After graduating, he received a special leave from the Navy to pitch for the Washington Senators of Major League Baseball (MLB). In his MLB debut, he relieved George Mogridge in a game against the New York Yankees, facing Bob Meusel, Wally Pipp, Aaron Ward and Wally Schang. On July 2, he pitched 1 2/3 innings against the Philadelphia Athletics. He pitched another inning against the Athletics the next day. His final appearance came on July 16 against the Cleveland Indians. In total, Gaines appeared in four games for the Senators between June 26 and July 16, 1921, pitching 4 2/3 innings while giving up five hits, two walks and no runs. The Senators lost all four games he appeared in. Gaines was the only Navy Midshipman to play in MLB until Mitch Harris made his big league debut with the St. Louis Cardinals in 2015.

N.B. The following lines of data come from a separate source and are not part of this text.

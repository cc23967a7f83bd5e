//! Engine error taxonomy.
//!
//! Configuration/validation errors are raised synchronously to the caller of
//! the mutating operation before any state change. A global failure flag
//! turns retry loops into fatal [`EngineError::EngineFailed`] aborts.
//! Operator shutdown errors during shrink/release are collected and logged,
//! never letting one failure abort the batch.

use thiserror::Error;

/// Errors surfaced by the engine. See the module docs for the recovery
/// policy per group.
#[derive(Debug, Error)]
pub enum EngineError {
    #[error("region {region_id} not found")]
    RegionNotFound { region_id: u32 },

    #[error("region {region_id} is already created")]
    RegionAlreadyExists { region_id: u32 },

    #[error("invalid region execution plan for region {region_id}: {reason}")]
    InvalidExecutionPlan { region_id: u32, reason: String },

    #[error("invalid pipeline ids to merge: {reason}")]
    InvalidMerge { reason: String },

    #[error("invalid split of pipeline {pipeline}: {reason}")]
    InvalidSplit { pipeline: String, reason: String },

    #[error("cannot rebalance region {region_id}: {reason}")]
    InvalidRebalance { region_id: u32, reason: String },

    #[error("{replica}: cannot {requested} while a {pending} command is pending")]
    CommandConflict {
        replica: String,
        requested: &'static str,
        pending: &'static str,
    },

    #[error("{replica}: cannot {requested} in status {status}")]
    IllegalCommand {
        replica: String,
        requested: &'static str,
        status: &'static str,
    },

    /// The global failure flag was observed while retrying a queue offer.
    /// Whatever set the flag is the root cause; this abort just stops the
    /// retry loop from spinning forever.
    #[error("engine failure flag is set, aborting downstream send")]
    EngineFailed,

    #[error("{replica} attempted to send downstream after it stopped sending")]
    SendAfterStopped { replica: String },

    #[error("operator {operator_id} failed: {cause}")]
    OperatorFailed {
        operator_id: String,
        cause: anyhow::Error,
    },

    #[error("{replica} terminated abnormally: {reason}")]
    AbnormalTermination { replica: String, reason: String },
}

/// One failed operator shutdown, reported by the best-effort teardown loops
/// of shrink and release.
#[derive(Debug)]
pub struct OperatorShutdownFailure {
    pub operator_id: String,
    pub error: anyhow::Error,
}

Gaines returned to the Navy after his brief stint in MLB. He served as an officer, reaching the rank of captain. During World War II, Gaines served as U.S. naval attaché, stationed in Peru. He retired in 1946 to Virginia, where he raised Hereford cattle and opened a hardware store with his brother. He was a senior warden in the Episcopal Church at the time of his death.

Gaines died on January 26, 1979, in Warrenton, Virginia, and was interred in Arlington National Cemetery.